Des rapports font également état de Batwa soumis à des pratiques de travail forcé. Les possibilités d'éducation sont également entravées par les coûts indirects associés à la fréquentation scolaire. L'accès à l'éducation est également difficile pour les enfants Batwa qui n'ont pas de certificat de naissance faute d'enregistrement. Cette dernière rend également plus difficile l'accès des Batwa aux services de santé.
Coopération internationale
En 2020, les populations burundaises ont été touchées par les effets dévastateurs des catastrophes naturelles, une augmentation significative du mouvement de retour des réfugiés burundais et l'impact socio-économique du Covid-19.
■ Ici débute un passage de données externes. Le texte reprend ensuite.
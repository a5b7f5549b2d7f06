//! Retroactive assessment edit requests and their outcomes.

use std::collections::BTreeSet;

use serde::{Deserialize, Serialize};

use crate::error::TypesError;
use crate::message::Message;
use crate::performance::{AttributeField, PerformanceStateAttribute};

/// A set of attribute edits anchored at one instant.
#[derive(Clone, Debug, PartialEq, Serialize, Deserialize)]
pub struct PatchRequest {
    pub attributes: Vec<PerformanceStateAttribute>,
    /// Epoch millis the edit applies at.
    pub timestamp: i64,
    /// Patch every earlier message in the same unbroken assessment run too.
    #[serde(default)]
    pub update_entire_span: bool,
}

impl PatchRequest {
    pub fn new(attributes: Vec<PerformanceStateAttribute>, timestamp: i64) -> Result<Self, TypesError> {
        if attributes.is_empty() {
            return Err(TypesError::InvalidArgument("patch request has no attributes".into()));
        }
        if let Some(blank) = attributes.iter().find(|a| a.name.trim().is_empty()) {
            return Err(TypesError::InvalidArgument(format!(
                "patch attribute for node {} has a blank name",
                blank.node_id
            )));
        }
        Ok(Self {
            attributes,
            timestamp,
            update_entire_span: false,
        })
    }

    pub fn entire_span(mut self, update_entire_span: bool) -> Self {
        self.update_entire_span = update_entire_span;
        self
    }
}

/// Identity of one applied patch: the node it edits and the instant it was
/// anchored at.
#[derive(Clone, Debug, PartialEq, Eq, Hash, PartialOrd, Ord, Serialize, Deserialize)]
pub struct PatchId {
    pub node_name: String,
    pub anchor: i64,
}

/// An edit of one node: the patched attribute plus which of its fields to
/// copy onto the node.
#[derive(Clone, Debug, PartialEq, Serialize, Deserialize)]
pub struct AttributePatch {
    pub id: PatchId,
    pub attribute: PerformanceStateAttribute,
    pub fields: BTreeSet<AttributeField>,
}

impl AttributePatch {
    /// Build the patch turning `source` into `patched`, or `None` when they
    /// already agree.
    pub fn between(source: &PerformanceStateAttribute, patched: &PerformanceStateAttribute, anchor: i64) -> Option<Self> {
        let fields = patched.diff_fields(source);
        if fields.is_empty() {
            return None;
        }
        Some(Self {
            id: PatchId {
                node_name: patched.name.clone(),
                anchor,
            },
            attribute: patched.clone(),
            fields,
        })
    }

    pub fn apply(&self, target: &mut PerformanceStateAttribute) {
        target.copy_fields(&self.attribute, &self.fields);
    }
}

/// Outcome of applying or removing a patch.
#[derive(Clone, Debug, Default, PartialEq, Serialize)]
pub struct PatchResult {
    /// Index of the message the edit is anchored on.
    pub current_index: Option<usize>,
    /// That message as it reads after the edit.
    pub current_message: Option<Message>,
    /// Every message index whose effective content changed.
    pub affected: Vec<usize>,
    /// Node attributes written, target node first, topmost ancestor last.
    pub node_patches: Vec<PerformanceStateAttribute>,
}

impl PatchResult {
    pub fn is_empty(&self) -> bool {
        self.current_index.is_none() && self.affected.is_empty()
    }
}

// ============================================================================
// Tests
// ============================================================================
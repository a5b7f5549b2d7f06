//! Entity visibility bookkeeping for playback.
//!
//! Recordings do not always end an entity explicitly. At construction the
//! roster scans the log backward once and replaces each entity's final
//! ENTITY_STATE with an inactive copy. The replacements live in an overlay
//! keyed by message index; the cursor's messages are never touched.

use std::borrow::Cow;
use std::collections::{BTreeMap, HashMap, HashSet};

use debrief_types::{EntityId, Message, MessageType, Payload};

use crate::cursor::PlaybackCursor;

#[derive(Debug, Default)]
pub struct EntityRoster {
    /// Inactive replacement for each entity's final message.
    overlay: HashMap<usize, Message>,
    /// Index of each entity's final message.
    last_seen: BTreeMap<EntityId, usize>,
    /// Length of the message list the indices refer to.
    built_for: usize,
}

impl EntityRoster {
    pub fn build(cursor: &dyn PlaybackCursor) -> Self {
        let mut roster = Self {
            built_for: cursor.len(),
            ..Self::default()
        };
        for index in (0..cursor.len()).rev() {
            let Some(msg) = cursor.original_at(index) else {
                continue;
            };
            let Some(es) = msg.entity_state() else {
                continue;
            };
            if roster.last_seen.contains_key(&es.entity_id) {
                continue;
            }
            let closed = msg.with_payload(Payload::EntityState(es.deactivated()));
            roster.last_seen.insert(es.entity_id, index);
            roster.overlay.insert(index, closed);
        }
        roster
    }

    /// Whether the roster's indices still line up with `cursor`. Adding or
    /// dropping a learner state shifts every later index.
    pub fn matches(&self, cursor: &dyn PlaybackCursor) -> bool {
        self.built_for == cursor.len()
    }

    pub fn len(&self) -> usize {
        self.last_seen.len()
    }

    pub fn is_empty(&self) -> bool {
        self.last_seen.is_empty()
    }

    /// Message at `index` as playback sees it.
    pub fn resolve<'a>(&'a self, cursor: &'a dyn PlaybackCursor, index: usize) -> Option<Cow<'a, Message>> {
        match self.overlay.get(&index) {
            Some(closed) => Some(Cow::Borrowed(closed)),
            None => cursor.message_at(index),
        }
    }

    /// Entity snapshot for a playhead landing at `before` with recorded
    /// time `time`.
    ///
    /// Each entity seen within `lookback_ms` before the landing point is
    /// re-sent as last seen; every other known entity is re-sent inactive.
    /// All copies are re-timed to `time`. Output is ordered: live entities
    /// newest first, then inactive ones by id.
    pub fn snapshot(&self, cursor: &dyn PlaybackCursor, before: usize, time: i64, lookback_ms: i64) -> Vec<Message> {
        let mut found = HashSet::new();
        let mut out = Vec::new();

        for index in (0..before.min(cursor.len())).rev() {
            let Some(msg) = self.resolve(cursor, index) else {
                continue;
            };
            if time - msg.timestamp > lookback_ms {
                break;
            }
            if msg.message_type != MessageType::EntityState {
                continue;
            }
            let Some(es) = msg.entity_state() else {
                continue;
            };
            if found.insert(es.entity_id) {
                out.push(msg.synthesize_at(time));
            }
        }

        for (id, index) in &self.last_seen {
            if found.contains(id) {
                continue;
            }
            if let Some(closed) = self.overlay.get(index) {
                out.push(closed.synthesize_at(time));
            }
        }
        out
    }
}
Ces chocs, combinés à la faiblesse préexistante des infrastructures, des services sociaux de base et des mécanismes de résilience, ont poussé 2,3 millions de personnes dans le besoin humanitaire en 2021. Parmi elles, 700 000 étaient dans un besoin humanitaire aigu, ce qui représente une augmentation de 35 et 17 pour cent, respectivement par rapport à 2020.
Toutes les provinces touchées ont de graves besoins intersectoriels, notamment en matière d'eau, d'hygiène et d'assainissement, de sécurité alimentaire, de santé, d'éducation et de logement.
Malgré les baisses du budget consacré à l'eau, l'assainissement et l'hygiène de 2019/2020 à 2020/2021, il y a eu des contributions récentes au changement de comportement, y compris les bonnes pratiques d'hygiène. En ce sens, le pays compte sur des articles d'hygiène donnés par des donateurs mobilisés par l'Unicef et sur des produits innovants fournis par le Comité International de la Croix-Rouge. De plus, les derniers mois de 2020 ont vu une aide humanitaire ajustée avec un financement de l'Union européenne, dans l'assistance aux écoles et aux centres de santé pour accéder à l'eau potable et à l'assainissement.
Défenseurs et militants des droits de l'homme
Publié en septembre 2021, un rapport sur les attaques contre les défenseurs de la terre et de l'environnement fait état de 227 défenseurs de la terre et de l'environnement tués en 2020 dans diverses catégories ou secteurs, dont « eau & barrages ». Le Brésil compte à lui seul 20 des 227 victimes recensées.
Le Burundi a connu des guerres civiles cycliques, qui ont entraîné une forte sensibilité aux droits de l'homme, en particulier aux droits civils et politiques. Par conséquent, les organisations les plus actives sont celles qui luttent pour la promotion et la protection des droits civils et politiques. A ce jour, peu d'organisations sont impliquées dans la promotion du droit à l'eau potable et à l'assainissement.